La cittadina arroccata in un’ansa del Tanaro ha senz’altro una fama maggiore delle proprie dimensioni: appena trentamila abitanti, una sorta di grande salotto in cui tutti si conoscono, con una mission quasi solo consacrata al buon vivere e al far vivere bene gli altri, almeno per qualche giorno. Una città bianca come richiama il suo nome, cooptato dai Romani dalla radice ligure/celtica alb=acqua, ma così simile al latino albus=bianco ma pure imbiancato, propizio, luminoso, sereno da cui poi deriva la parola italiana alba, intesa proprio come il sorgere del sole. Ma pure una città rossa, di porfido, coppi e mattoni, così medioevali e così piemontesi.
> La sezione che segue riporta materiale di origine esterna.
//! Logging and tracing configuration
//!
//! Logs go to stderr. A job log file can be added so the failing stage
//! survives in the CI artifacts after the runner is gone.

use std::path::Path;
use tracing_appender::non_blocking::{NonBlocking, WorkerGuard};
use tracing_subscriber::{fmt, layer::SubscriberExt, util::SubscriberInitExt, EnvFilter};

/// Initialize tracing for the CLI
///
/// Logs are controlled by the `RUST_LOG` environment variable.
/// Default level is INFO for this crate (DEBUG with `--verbose`), WARN for
/// dependencies. The returned guard flushes the job log file on drop and
/// must be kept alive until the process exits.
pub fn init_cli(verbose: bool, log_file: Option<&Path>) -> Option<WorkerGuard> {
    let filter = EnvFilter::try_from_default_env().unwrap_or_else(|_| {
        if verbose {
            EnvFilter::new("charm_smoke=debug,info")
        } else {
            EnvFilter::new("charm_smoke=info,warn")
        }
    });

    let stderr_layer = fmt::layer()
        .with_writer(std::io::stderr)
        .with_target(false)
        .with_thread_ids(false)
        .with_file(false)
        .with_line_number(false)
        .compact();

    let (file_layer, guard) = match log_file.and_then(open_job_log) {
        Some((writer, guard)) => {
            let layer = fmt::layer()
                .with_writer(writer)
                .with_ansi(false)
                .with_target(true)
                .with_file(true)
                .with_line_number(true);
            (Some(layer), Some(guard))
        }
        None => (None, None),
    };

    tracing_subscriber::registry()
        .with(filter)
        .with(stderr_layer)
        .with(file_layer)
        .init();

    guard
}

fn open_job_log(path: &Path) -> Option<(NonBlocking, WorkerGuard)> {
    let file_name = path.file_name()?;
    let dir = match path.parent() {
        Some(p) if !p.as_os_str().is_empty() => p,
        _ => Path::new("."),
    };

    if let Err(e) = std::fs::create_dir_all(dir) {
        eprintln!(
            "Warning: Could not create log directory {}: {}",
            dir.display(),
            e
        );
        return None;
    }

    let appender = tracing_appender::rolling::never(dir, file_name);
    Some(tracing_appender::non_blocking(appender))
}
//! CI job matrix
//!
//! Unit tests fan out over runner image × interpreter version; the smoke
//! job runs once per runner image.

use serde::Serialize;
use serde_json::json;

use crate::common::config::MatrixConfig;
use crate::host::HostProfile;
use crate::provider::strategy::StrategyTable;

/// One job of the matrix
#[derive(Debug, Clone, PartialEq, Eq, Serialize)]
pub struct MatrixEntry {
    pub os: String,
    #[serde(skip_serializing_if = "Option::is_none")]
    pub python: Option<String>,
}

#[derive(Debug, Clone, PartialEq, Eq, Serialize)]
pub struct Matrix {
    pub entries: Vec<MatrixEntry>,
}

impl Matrix {
    /// Every runner image paired with every interpreter version
    pub fn unit_tests(config: &MatrixConfig) -> Self {
        let entries = config
            .unit_os
            .iter()
            .flat_map(|os| {
                config.interpreters.iter().map(move |python| MatrixEntry {
                    os: os.clone(),
                    python: Some(python.clone()),
                })
            })
            .collect();
        Self { entries }
    }

    /// One entry per smoke runner image
    pub fn smoke(config: &MatrixConfig) -> Self {
        let entries = config
            .smoke_os
            .iter()
            .map(|os| MatrixEntry {
                os: os.clone(),
                python: None,
            })
            .collect();
        Self { entries }
    }

    pub fn len(&self) -> usize {
        self.entries.len()
    }

    pub fn is_empty(&self) -> bool {
        self.entries.is_empty()
    }

    /// Smoke entries the strategy table cannot provision
    pub fn unsupported<'m>(&'m self, table: &StrategyTable) -> Vec<&'m MatrixEntry> {
        self.entries
            .iter()
            .filter(|entry| match HostProfile::from_label(&entry.os) {
                Ok(profile) => profile.os_id != "ubuntu" || table.lookup(&profile.os_version).is_none(),
                Err(_) => true,
            })
            .collect()
    }

    /// `strategy.matrix` value for a workflow
    pub fn to_github_json(&self) -> serde_json::Value {
        json!({ "include": self.entries })
    }
}

#[cfg(test)]
mod tests {
    use super::*;

    #[test]
    fn test_unit_matrix_is_cartesian() {
        let matrix = Matrix::unit_tests(&MatrixConfig::default());
        assert_eq!(matrix.len(), 12);
        assert_eq!(
            matrix.entries[0],
            MatrixEntry {
                os: "ubuntu-18.04".to_string(),
                python: Some("3.6".to_string()),
            }
        );
        assert!(matrix
            .entries
            .iter()
            .any(|e| e.os == "windows-2019" && e.python.as_deref() == Some("3.9")));
    }

    #[test]
    fn test_smoke_matrix_is_os_only() {
        let matrix = Matrix::smoke(&MatrixConfig::default());
        let oses: Vec<&str> = matrix.entries.iter().map(|e| e.os.as_str()).collect();
        assert_eq!(oses, vec!["ubuntu-18.04", "ubuntu-20.04"]);
        assert!(matrix.unsupported(&StrategyTable::builtin()).is_empty());
    }

    #[test]
    fn test_unsupported_entries() {
        let config = MatrixConfig {
            smoke_os: vec!["ubuntu-16.04".to_string(), "macos-10.15".to_string()],
            ..Default::default()
        };
        let matrix = Matrix::smoke(&config);
        assert_eq!(matrix.unsupported(&StrategyTable::builtin()).len(), 2);
    }

    #[test]
    fn test_github_json_shape() {
        let matrix = Matrix::smoke(&MatrixConfig::default());
        let value = matrix.to_github_json();
        assert_eq!(value["include"][1]["os"], "ubuntu-20.04");
        assert!(value["include"][0].get("python").is_none());
    }
}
Inevitabile che l’albese Fenoglio metta negli occhi di Agostino -povero servo colpito da malora- questa visione: “Mi stampai nella testa i campanili e le torri e lo spesso delle case, e poi il ponte e il fiume, la più gran acqua che io abbia mai vista…”. Alba ancora fa la stessa impressione a chi scende dalle Langhe verso la sua Capitale, sempre lì con i suoi mercati, i suoi negozi eleganti, i caffè, le pasticcerie, le campane delle tante chiese; già le chiese…perché Alba è bianca anche di preti e monache, con una Diocesi antica che si allunga sulle mille colline in un abbraccio protettivo (il vescovo Luigi Maria Grassi fu un protagonista della Resistenza) ma è pure rossa di partigiani e pensatori (medaglia d’oro, nel 1944 si liberò per 23 giorni, come racconta sempre Beppe Fenoglio, scrittore di razza che tra i suoi professori al Govone ebbe Pietro Chiodi).

 

Negli ultimi anni, le Langhe e il Roero, territori collinari che si estendono intorno ad Alba, sono stati scoperti o riscoperti alla luce di una tradizione di cordialità, buona tavola e bellezze naturalistiche.

 

In questi luoghi non vi è una meta in particolare che si offra come punto di partenza privilegiato o di arrivo. Girovagare, in questa sorta di piccolo mondo antico, significa percorrere pochi chilometri tra un paese e l’altro, fermarsi a discorrere con la gente, entrare in una trattoria per un’ospitalità familiare e casereccia che resterà impressa nel ricordo. La scorza dell’anima contadina, a volte ruvida agli occhi del cittadino, dischiude, al turista che sappia capire, ricchezze di un’umanità che nella fretta urbana si sono perse.